I have had people ask this same question about other aspects of relationships. For example, they will ask, what if I forgive a person and they refuse to accept my forgiveness.? You are not in control of what other people do. Therefore, if you do your part, that is all you can do. God does not hold you responsible for other people’s sins, or other people’s follies.

If God has called you to be a “complimenter” and to some extent God has called us all to this ministry, if God has called you to do this, then you ought to do it as best you can, as sincerely and as lovingly as you can. Reach out. Look for opportunities to perform your ministry.

This has a special application with regard to people you do not particularly like. As the old saying goes “they gee when you haw”--which is a way of saying that the two of you go in opposite directions. In any case, if you take this person that you do not get along with very well and ;look for something good in their lives and tell them about it. You might make a new friend.

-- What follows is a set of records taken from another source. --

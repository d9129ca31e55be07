//! Article extraction from fetched source documents.
//!
//! Two extractors share the [`CandidateArticle`] shape: a syndication-feed
//! parser and a heuristic HTML extractor.

pub mod feed;
pub mod html;

use chrono::{DateTime, NaiveDate, NaiveDateTime, TimeZone, Utc};
use once_cell::sync::Lazy;
use regex::Regex;

pub const EXCERPT_MAX_CHARS: usize = 500;
pub const MAX_PAGE_ARTICLES: usize = 20;

/// An article lifted out of a source document, before tagging and ingestion.
#[derive(Debug, Clone)]
pub struct CandidateArticle {
    pub title: String,
    pub url: String,
    /// Taken from the document when present, never invented.
    pub published_at: Option<DateTime<Utc>>,
    pub excerpt: Option<String>,
}

static TAG_RE: Lazy<Regex> = Lazy::new(|| Regex::new(r"<[^>]*>").expect("valid regex"));

/// Remove markup tags and decode the handful of entities feeds actually use.
pub fn strip_markup(text: &str) -> String {
    let stripped = TAG_RE.replace_all(text, " ");
    stripped
        .replace("&nbsp;", " ")
        .replace("&amp;", "&")
        .replace("&lt;", "<")
        .replace("&gt;", ">")
        .replace("&quot;", "\"")
        .replace("&#39;", "'")
}

pub fn collapse_whitespace(text: &str) -> String {
    text.split_whitespace().collect::<Vec<_>>().join(" ")
}

pub fn truncate_chars(text: &str, max: usize) -> String {
    if text.chars().count() <= max {
        text.to_string()
    } else {
        text.chars().take(max).collect()
    }
}

/// Parse a date string in the formats monitored sources actually publish.
pub fn parse_date(raw: &str) -> Option<DateTime<Utc>> {
    let trimmed = raw.trim();
    if trimmed.is_empty() {
        return None;
    }

    if let Ok(date) = DateTime::parse_from_rfc3339(trimmed) {
        return Some(date.with_timezone(&Utc));
    }
    if let Ok(date) = DateTime::parse_from_rfc2822(trimmed) {
        return Some(date.with_timezone(&Utc));
    }

    for format in &["%Y-%m-%dT%H:%M:%S", "%Y-%m-%d %H:%M:%S"] {
        if let Ok(naive) = NaiveDateTime::parse_from_str(trimmed, format) {
            return Some(Utc.from_utc_datetime(&naive));
        }
    }

    for format in &["%Y-%m-%d", "%B %d, %Y", "%b %d, %Y", "%d %B %Y"] {
        if let Ok(date) = NaiveDate::parse_from_str(trimmed, format) {
            return date
                .and_hms_opt(0, 0, 0)
                .map(|naive| Utc.from_utc_datetime(&naive));
        }
    }

    None
}

#[cfg(test)]
mod tests {
    use super::*;
    use chrono::Datelike;

    #[test]
    fn strips_markup_and_entities() {
        let text = strip_markup("<p>Hello &amp; <b>world</b></p>");
        assert_eq!(collapse_whitespace(&text), "Hello & world");
    }

    #[test]
    fn truncates_on_char_boundaries() {
        assert_eq!(truncate_chars("héllo", 3), "hél");
        assert_eq!(truncate_chars("short", 500), "short");
    }

    #[test]
    fn parses_common_date_shapes() {
        for raw in [
            "2026-03-01T12:00:00Z",
            "Sun, 01 Mar 2026 12:00:00 GMT",
            "2026-03-01 12:00:00",
            "2026-03-01",
            "March 1, 2026",
        ] {
            let parsed = parse_date(raw).unwrap_or_else(|| panic!("failed to parse {raw}"));
            assert_eq!(parsed.year(), 2026);
            assert_eq!(parsed.month(), 3);
        }
        assert!(parse_date("yesterday-ish").is_none());
        assert!(parse_date("").is_none());
    }
}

But now let us talk about how this affects you. Say you take on this ministry. You say, I am going to be a “complimenter.” You work at it diligently. You do it because you feel God has called you to do it, and you feel it helps other people. That is good and noble and right, but I would offer you this also. Being a “complimenter” helps you. In fact it can be argued that the “complimenter” benefits most from the compliment.

First of all, if you are going to be a “complimenter,” you need to look for good in people’s lives, and this very process gives you a positive attitude. You keep finding good things, and that leads you to think that I can do good things also. If I see one person picking up trash, well I can pick up trash. If I see one person holding a door for another, well I can hold a door.

And the act of speaking the compliment, actually telling another person that they did good, makes you feel good.

So we have here something that we all should do, that is good for us. Do it then. Pay someone a compliment today. In fact, I will offer you a challenge. This is the first day of the week. Make a promise to yourself right now that you are going to compliment at least one person every day this week. You are going to offer honest praise to at least one individual every day. Do that and you will be the better for it. Amen.



Lauer, Claudia. “Ding! Compliment machine gives pedestrians artful praise.” Los Angeles Times, July 28, 2007, A-12. Viewed February 16, 2009.

Zumbrun, Joshua. “The art of gratuitous praise.” The Washington Post, July 21, 2007, C01. Viewed February 12, 2009.